The Somali reporter Abdalle Ahmed Mumin was doubly distressed when he heard that masked gunmen had abducted a colleague at the University of Mogadishu on the morning of Aug. 17. A fellow journalist was missing. Mumin – the chairman of the Somali Journalists Syndicate – had little way of getting the word out. Digital sabotage had knocked his syndicate’s website and email accounts offline a few days earlier.
The hackers used a Wyoming shell company to hide their activity. That, experts say, is not unusual. Wyoming is one of many states that allow companies to register as limited liability companies, or LLCs, and shield the identity of their owners from public view. Reuters found that these firms are a popular tool for cybercriminals trying to skirt detection.
A Wyoming-registered LLC called “HostCram” was the source of the sabotage against the Somali journalists’ syndicate and dozens of other victims.
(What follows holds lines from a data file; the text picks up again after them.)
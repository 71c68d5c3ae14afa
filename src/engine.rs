//! Wires the permission broker, input adapters, and fusion state machine
//! together for one viewing session.

use std::sync::Arc;

use tokio::sync::mpsc::Receiver;
use tokio::task::JoinHandle;
use tokio_util::sync::CancellationToken;
use tracing::info;

use crate::events::{MotionEvent, OrientationEvent};
use crate::fusion::Fusion;
use crate::input;
use crate::permission::{ConsentApi, PermissionBroker, SensorKind};
use crate::signal::FrameSignal;

/// Handle to one running sensor adapter task.
///
/// `stop` is idempotent; after it returns no further sample can reach the
/// fusion cache from this adapter, because the run loop drops its event
/// receiver on exit.
#[derive(Debug)]
pub struct AdapterHandle {
    token: CancellationToken,
    task: JoinHandle<()>,
}

impl AdapterHandle {
    pub fn stop(&self) {
        self.token.cancel();
    }

    /// Stop the adapter and wait for its listener to detach.
    pub async fn shutdown(self) {
        self.token.cancel();
        let _ = self.task.await;
    }
}

pub struct Engine {
    fusion: Arc<Fusion>,
    broker: PermissionBroker,
    cancel: CancellationToken,
}

impl Engine {
    #[must_use]
    pub fn new(api: Arc<dyn ConsentApi>, gain: f32) -> Self {
        Self {
            fusion: Fusion::new(gain),
            broker: PermissionBroker::new(api),
            cancel: CancellationToken::new(),
        }
    }

    #[must_use]
    pub fn fusion(&self) -> Arc<Fusion> {
        Arc::clone(&self.fusion)
    }

    /// Request orientation permission and, if listening is allowed, spawn the
    /// adapter over the given event stream. Returns `None` when the adapter
    /// is excluded for the session (denied or unsupported); the pointer
    /// fallback is unaffected.
    pub async fn attach_orientation(
        &self,
        events: Receiver<OrientationEvent>,
    ) -> Option<AdapterHandle> {
        let outcome = self.broker.request(SensorKind::Orientation).await;
        if !outcome.allows_listening() {
            return None;
        }
        info!(?outcome, "orientation adapter listening");
        let token = self.cancel.child_token();
        let task = tokio::spawn(input::orientation::run(
            events,
            self.fusion(),
            token.clone(),
        ));
        Some(AdapterHandle { token, task })
    }

    /// Same contract as [`Engine::attach_orientation`], for the motion stream.
    pub async fn attach_motion(&self, events: Receiver<MotionEvent>) -> Option<AdapterHandle> {
        let outcome = self.broker.request(SensorKind::Motion).await;
        if !outcome.allows_listening() {
            return None;
        }
        info!(?outcome, "motion adapter listening");
        let token = self.cancel.child_token();
        let task = tokio::spawn(input::motion::run(events, self.fusion(), token.clone()));
        Some(AdapterHandle { token, task })
    }

    /// Per-frame entry point for the render host.
    #[must_use]
    pub fn tick(&self, pointer_position: [f32; 2]) -> FrameSignal {
        self.fusion.tick(pointer_position)
    }

    /// Tear down every adapter. Idempotent; child tokens cancel with it.
    pub fn shutdown(&self) {
        self.cancel.cancel();
    }
}

impl Drop for Engine {
    fn drop(&mut self) {
        self.cancel.cancel();
    }
}
pub mod assets;
pub mod config;
pub mod engine;
pub mod error;
pub mod events;
pub mod fusion;
pub mod permission;
pub mod signal;
pub mod input {
    pub mod motion;
    pub mod orientation;
    pub mod pointer;
}
pub mod processing {
    pub mod color;
    pub mod kernel;
}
The company could not be reached for comment. Reuters left a message through the contact form on its website but has yet to receive a reply. Company records show it dissolved on Oct. 9, though the website still promises to respond within 48 hours.
Reuters has identified dozens of cyberattacks that use LLCs, most in the United States. The attacks have exposed millions of customer data points and tens of billions of dollars in value, including some of the world’s most significant cryptocurrency holdings. In some cases, cybercriminals have hacked their LLCs to cover their tracks.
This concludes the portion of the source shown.